ECB finally checks in with reality
At today's meeting the ECB finally caught up with reality, at least a little bit, by adjusting the size of asset purchases to what the ECB had already done over the summer and, more importantly, finally giving in on the full benign neglect of inflationary pressures
The only tangible change at today’s ECB meeting was an end to the front-loading of asset purchases under the Pandemic Emergency Purchase Programme or, as ECB President Christine Lagarde called it, ‘a recalibration’. Instead of the ‘significantly higher pace’ of purchases than at the start of the year, the ECB will now conduct the purchases at ‘a moderately lower pace than in the previous two quarters’. As latest figures had shown that the ECB had already bought less (around 65bn euro) in recent months, today’s announcement is probably more about catching up with reality than any sign of coming tapering. What a ‘moderately lower pace’ will actually mean in practice remains unclear. We expect the ECB to continue purchasing between 60bn to 70bn euro per month until the end of the year.
Highlights from the press conference
The press conference today brought, in our view, interesting insights; namely a very subtle but clear shift from the ECB on inflation. In our view, they are preparing the ground for a grand recalibration between the PEPP and Asset Purchase Programme next year.

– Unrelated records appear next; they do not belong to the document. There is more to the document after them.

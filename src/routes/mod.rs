// Route exports
pub mod messages;
pub mod players;
pub mod profile;

use actix_web::{error, http::StatusCode, web, HttpResponse};
use std::sync::Arc;
use std::time::Duration;

use crate::core::Matcher;
use crate::models::ErrorResponse;
use crate::services::{AssistantClient, ConversationStore, ProfileStore, RosterSource, SessionRegistry};

/// Application state shared across all handlers
#[derive(Clone)]
pub struct AppState {
    pub roster: Arc<dyn RosterSource>,
    pub profiles: Arc<dyn ProfileStore>,
    pub sessions: SessionRegistry,
    pub conversations: Arc<ConversationStore>,
    pub assistant: Arc<AssistantClient>,
    pub matcher: Matcher,
    /// Cosmetic latency before a search result is shown
    pub search_delay: Duration,
}

pub fn configure_routes(cfg: &mut web::ServiceConfig) {
    cfg.service(
        web::scope("/api/v1")
            .configure(players::configure)
            .configure(profile::configure)
            .configure(messages::configure),
    );
}

/// Run a profile store call on the blocking thread pool
///
/// The file-backed store does synchronous disk I/O, so handlers never call it
/// on the async workers directly.
pub async fn with_profiles<T, F>(state: &AppState, f: F) -> Result<T, error::BlockingError>
where
    F: FnOnce(&dyn ProfileStore) -> T + Send + 'static,
    T: Send + 'static,
{
    let profiles = state.profiles.clone();
    web::block(move || f(profiles.as_ref())).await
}

/// JSON error body with the given status
pub fn error_response(status: StatusCode, error: &str, message: impl ToString) -> HttpResponse {
    HttpResponse::build(status).json(ErrorResponse {
        error: error.to_string(),
        message: message.to_string(),
        status_code: status.as_u16(),
    })
}

/// Handle JSON payload errors
pub fn handle_json_payload_error(err: error::JsonPayloadError, req: &actix_web::HttpRequest) -> actix_web::Error {
    tracing::info!("JSON payload error on {}: {}", req.path(), err);
    let message = format!("Invalid JSON: {}", err);
    error::InternalError::from_response(
        err,
        error_response(StatusCode::BAD_REQUEST, "invalid_json", message),
    )
    .into()
}

/// Handle query payload errors
pub fn handle_query_payload_error(err: error::QueryPayloadError, _req: &actix_web::HttpRequest) -> actix_web::Error {
    let message = format!("Invalid query: {}", err);
    error::InternalError::from_response(
        err,
        error_response(StatusCode::BAD_REQUEST, "invalid_query", message),
    )
    .into()
}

The ECB’s growth projections did not deliver any big changes. On the back of a stronger second quarter number, the ECB revised upwards GDP growth for this year to 5%, from 4.6% in June. For 2022 and 2023, the ECB expects eurozone GDP growth to come in at 4.6% and 2.1%. Regarding inflation, the ECB expects headline inflation to come in at 2.2% in 2021, 1.7% in 2022 and 1.5% in 2023, from 1.9%, 1.5% and 1.4%, respectively. An upward revision across the board.

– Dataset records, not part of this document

use thiserror::Error;

use crate::core::catalog::{is_known_game, is_known_region, ranks_for, roles_for};
use crate::models::{PlayerProfile, ProfileSetupRequest, ProfileUpdateRequest};

/// Maximum bio length accepted at the edit boundary
pub const MAX_BIO_CHARS: usize = 280;

pub const MIN_GAMER_TAG_CHARS: usize = 3;

/// Errors raised while walking the profile setup wizard
#[derive(Debug, Clone, PartialEq, Eq, Error)]
pub enum SetupError {
    #[error("Please select a game to continue")]
    MissingGame,

    #[error("Please select your rank to continue")]
    MissingRank,

    #[error("Please select your role to continue")]
    MissingRole,

    #[error("Please select your region to continue")]
    MissingRegion,

    #[error("Unknown game: {0}")]
    UnknownGame(String),

    #[error("{rank} is not a rank in {game}")]
    UnknownRank { game: String, rank: String },

    #[error("{role} is not a role in {game}")]
    UnknownRole { game: String, role: String },

    #[error("Unknown region: {0}")]
    UnknownRegion(String),

    #[error("Bio must be at most 280 characters")]
    BioTooLong,

    #[error("Profile setup is not finished")]
    Incomplete,

    #[error("Gamer tag is required")]
    MissingGamerTag,

    #[error("Gamer tag must be at least 3 characters")]
    GamerTagTooShort,
}

/// Trimmed gamer tag, rejecting blank or too-short ones
pub fn check_gamer_tag(tag: &str) -> Result<String, SetupError> {
    let tag = tag.trim();
    if tag.is_empty() {
        return Err(SetupError::MissingGamerTag);
    }
    if tag.chars().count() < MIN_GAMER_TAG_CHARS {
        return Err(SetupError::GamerTagTooShort);
    }
    Ok(tag.to_string())
}

/// Apply a settings edit to the stored profile
///
/// Rank, role and region may be left blank. Switching games drops a stored
/// rank or role that the new game does not have; any other rank or role has
/// to belong to the chosen game.
pub fn apply_edit(base: &PlayerProfile, req: &ProfileUpdateRequest) -> Result<PlayerProfile, SetupError> {
    let gamer_tag = check_gamer_tag(&req.gamer_tag)?;

    let mut edit = ProfileSetup::new();
    if is_known_game(&base.game) {
        edit.game = base.game.clone();
    }

    if !req.game.is_empty() {
        edit.select_game(&req.game)?;
    } else {
        edit.game.clear();
    }
    let game_changed = edit.game != base.game;

    if !req.rank.is_empty() {
        let dropped =
            game_changed && req.rank == base.rank && !ranks_for(&edit.game).contains(&req.rank.as_str());
        if !dropped {
            edit.select_rank(&req.rank)?;
        }
    }
    if !req.role.is_empty() {
        let dropped =
            game_changed && req.role == base.role && !roles_for(&edit.game).contains(&req.role.as_str());
        if !dropped {
            edit.select_role(&req.role)?;
        }
    }
    if !req.region.is_empty() {
        edit.select_region(&req.region)?;
    }
    edit.set_details(&req.bio, req.looking_for_teammate)?;

    Ok(PlayerProfile {
        gamer_tag,
        game: edit.game,
        rank: edit.rank,
        role: edit.role,
        region: edit.region,
        bio: edit.bio,
        looking_for_teammate: edit.looking_for_teammate,
        match_score: None,
        ..base.clone()
    })
}

#[derive(Debug, Clone, Copy, PartialEq, Eq, PartialOrd, Ord)]
pub enum SetupStep {
    Game,
    Rank,
    Role,
    Region,
    Details,
}

/// Five-step profile setup wizard
#[derive(Debug, Clone)]
pub struct ProfileSetup {
    step: SetupStep,
    game: String,
    rank: String,
    role: String,
    region: String,
    bio: String,
    looking_for_teammate: bool,
    completed: bool,
}

impl Default for ProfileSetup {
    fn default() -> Self {
        Self::new()
    }
}

impl ProfileSetup {
    pub fn new() -> Self {
        Self {
            step: SetupStep::Game,
            game: String::new(),
            rank: String::new(),
            role: String::new(),
            region: String::new(),
            bio: String::new(),
            looking_for_teammate: false,
            completed: false,
        }
    }

    pub fn step(&self) -> SetupStep {
        self.step
    }

    pub fn is_complete(&self) -> bool {
        self.completed
    }

    /// Choosing another game invalidates the rank and role picks
    pub fn select_game(&mut self, game: &str) -> Result<(), SetupError> {
        if !is_known_game(game) {
            return Err(SetupError::UnknownGame(game.to_string()));
        }
        if self.game != game {
            self.rank.clear();
            self.role.clear();
        }
        self.game = game.to_string();
        Ok(())
    }

    pub fn select_rank(&mut self, rank: &str) -> Result<(), SetupError> {
        if !ranks_for(&self.game).contains(&rank) {
            return Err(SetupError::UnknownRank {
                game: self.game.clone(),
                rank: rank.to_string(),
            });
        }
        self.rank = rank.to_string();
        Ok(())
    }

    pub fn select_role(&mut self, role: &str) -> Result<(), SetupError> {
        if !roles_for(&self.game).contains(&role) {
            return Err(SetupError::UnknownRole {
                game: self.game.clone(),
                role: role.to_string(),
            });
        }
        self.role = role.to_string();
        Ok(())
    }

    pub fn select_region(&mut self, region: &str) -> Result<(), SetupError> {
        if !is_known_region(region) {
            return Err(SetupError::UnknownRegion(region.to_string()));
        }
        self.region = region.to_string();
        Ok(())
    }

    pub fn set_details(&mut self, bio: &str, looking_for_teammate: bool) -> Result<(), SetupError> {
        if bio.chars().count() > MAX_BIO_CHARS {
            return Err(SetupError::BioTooLong);
        }
        self.bio = bio.to_string();
        self.looking_for_teammate = looking_for_teammate;
        Ok(())
    }

    /// Advance one step, or finish when on the last one
    pub fn next(&mut self) -> Result<SetupStep, SetupError> {
        self.step = match self.step {
            SetupStep::Game if self.game.is_empty() => return Err(SetupError::MissingGame),
            SetupStep::Game => SetupStep::Rank,
            SetupStep::Rank if self.rank.is_empty() => return Err(SetupError::MissingRank),
            SetupStep::Rank => SetupStep::Role,
            SetupStep::Role if self.role.is_empty() => return Err(SetupError::MissingRole),
            SetupStep::Role => SetupStep::Region,
            SetupStep::Region if self.region.is_empty() => return Err(SetupError::MissingRegion),
            SetupStep::Region => SetupStep::Details,
            SetupStep::Details => {
                self.completed = true;
                SetupStep::Details
            }
        };
        Ok(self.step)
    }

    pub fn back(&mut self) -> SetupStep {
        self.step = match self.step {
            SetupStep::Game | SetupStep::Rank => SetupStep::Game,
            SetupStep::Role => SetupStep::Rank,
            SetupStep::Region => SetupStep::Role,
            SetupStep::Details => SetupStep::Region,
        };
        self.step
    }

    /// Merge the wizard answers into an existing profile, keeping its identity
    pub fn apply_to(&self, base: &PlayerProfile) -> Result<PlayerProfile, SetupError> {
        if !self.completed {
            return Err(SetupError::Incomplete);
        }

        Ok(PlayerProfile {
            game: self.game.clone(),
            rank: self.rank.clone(),
            role: self.role.clone(),
            region: self.region.clone(),
            bio: self.bio.clone(),
            looking_for_teammate: self.looking_for_teammate,
            profile_setup_completed: true,
            match_score: None,
            ..base.clone()
        })
    }

    /// Replay a whole form submission through the wizard
    pub fn from_request(req: &ProfileSetupRequest) -> Result<Self, SetupError> {
        let mut wizard = Self::new();

        if !req.game.is_empty() {
            wizard.select_game(&req.game)?;
        }
        wizard.next()?;
        if !req.rank.is_empty() {
            wizard.select_rank(&req.rank)?;
        }
        wizard.next()?;
        if !req.role.is_empty() {
            wizard.select_role(&req.role)?;
        }
        wizard.next()?;
        if !req.region.is_empty() {
            wizard.select_region(&req.region)?;
        }
        wizard.next()?;
        wizard.set_details(&req.bio, req.looking_for_teammate)?;
        wizard.next()?;

        Ok(wizard)
    }
}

The upward revision to the ECB’s inflation projections over the entire forecast horizon illustrates that the Bank has started to think differently about inflation. While Lagarde first stressed that higher inflation was still mainly temporary and transitory, she concluded that underlying inflation pressures had edged up. Moreover, contrary to the July meeting, Lagarde pointed out that price pressure could be more persistent than previously thought. It made its way into the official risk assessment, while in July the risk assessment only related to growth. This is in our view a very important change in the ECB’s (official) stance on inflation. While the ECB’s take on inflation had been one of almost full denial, the Bank finally seems to have woken up to the reality that its models might not entirely capture the pass-through of higher producer prices on consumer prices and higher headline inflation on wages in the unprecedented situation of a (global) economy coming out of lockdown. That said, with a 1.5% core inflation forecast for 2023, the ECB is sticking to its view that the risk of inflation being too low is clearly higher than being too high.
What's also new in the ECB’s communication is that asset purchases are no longer only conditional on financing conditions and in turn their impact on inflation but now equally important in both financing conditions and the ECB’s inflation outlook.

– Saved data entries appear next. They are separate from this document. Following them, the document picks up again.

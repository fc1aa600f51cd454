use serde::{Deserialize, Serialize};
use validator::Validate;

use crate::models::domain::{AssistantTurn, FilterCriteria};

/// Request to browse players
#[derive(Debug, Clone, Serialize, Deserialize, Validate)]
#[serde(rename_all = "camelCase")]
pub struct SearchPlayersRequest {
    #[validate(length(min = 1))]
    #[serde(alias = "session_id")]
    pub session_id: String,
    #[serde(flatten)]
    pub criteria: FilterCriteria,
}

/// Request to send a match request to a player
#[derive(Debug, Clone, Serialize, Deserialize, Validate)]
#[serde(rename_all = "camelCase")]
pub struct SendMatchRequest {
    #[validate(length(min = 1))]
    #[serde(alias = "session_id")]
    pub session_id: String,
}

/// Profile setup wizard payload
///
/// `gamerTag` is only required when the stored profile has none yet.
#[derive(Debug, Clone, Default, Serialize, Deserialize, Validate)]
#[serde(rename_all = "camelCase", default)]
pub struct ProfileSetupRequest {
    #[validate(length(min = 3, max = 32))]
    #[serde(skip_serializing_if = "Option::is_none")]
    pub gamer_tag: Option<String>,
    pub game: String,
    pub rank: String,
    pub role: String,
    pub region: String,
    #[validate(length(max = 280))]
    pub bio: String,
    pub looking_for_teammate: bool,
}

/// Settings edit of the stored profile
#[derive(Debug, Clone, Default, Serialize, Deserialize, Validate)]
#[serde(rename_all = "camelCase", default)]
pub struct ProfileUpdateRequest {
    #[validate(length(min = 3, max = 32))]
    pub gamer_tag: String,
    pub game: String,
    pub rank: String,
    pub role: String,
    pub region: String,
    #[validate(length(max = 280))]
    pub bio: String,
    pub looking_for_teammate: bool,
}

/// Chat message to append to a conversation
#[derive(Debug, Clone, Serialize, Deserialize, Validate)]
pub struct SendMessageRequest {
    #[validate(length(min = 1, max = 2000))]
    pub content: String,
}

/// Query string for the conversation list
#[derive(Debug, Clone, Default, Deserialize)]
#[serde(default)]
pub struct ConversationQuery {
    pub search: String,
}

/// Prompt for the gaming assistant
#[derive(Debug, Clone, Serialize, Deserialize, Validate)]
pub struct AssistantRequest {
    #[validate(length(min = 1, max = 4000))]
    pub prompt: String,
    #[serde(default)]
    pub history: Vec<AssistantTurn>,
}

Where will the ECB go from here? Watch the December meeting
Tapering in the eurozone will definitely look differently from tapering in the US. As with so many things, it will be more complicated in the eurozone. Judging from today’s decisions, any hints on tapering should not be looked for in the PEPP but rather in the ECB’s plan for the APP. The ECB does not deem it necessary to extend the PEPP beyond the planned March 2022, given that the ECB expects the eurozone economy to have returned to its pre-crisis level by the end of this year. The long-awaited acknowledgement of potentially higher inflationary pressure also implies that the PEPP will not be extended but that the APP will be increased. The moment to announce details of the rotation out of PEPP and into APP will be the December meeting. At that meeting, a possible decision on the Targeted Longer-Term Refinancing Operations will also be taken. The rotation will not be an unwinding of all asset purchases as potentially seen in the US. Instead, any tapering in the eurozone will likely follow a stop-and-go approach and could last well into 2023; unless the ECB changes its take on inflation even further in the coming months.
All in all, today’s meeting can be best summarised as the ECB finally catching up with reality, on asset purchases and more importantly on inflation. ECB watchers can take a break in October. It's the December meeting which will be the mother of all ECB meetings.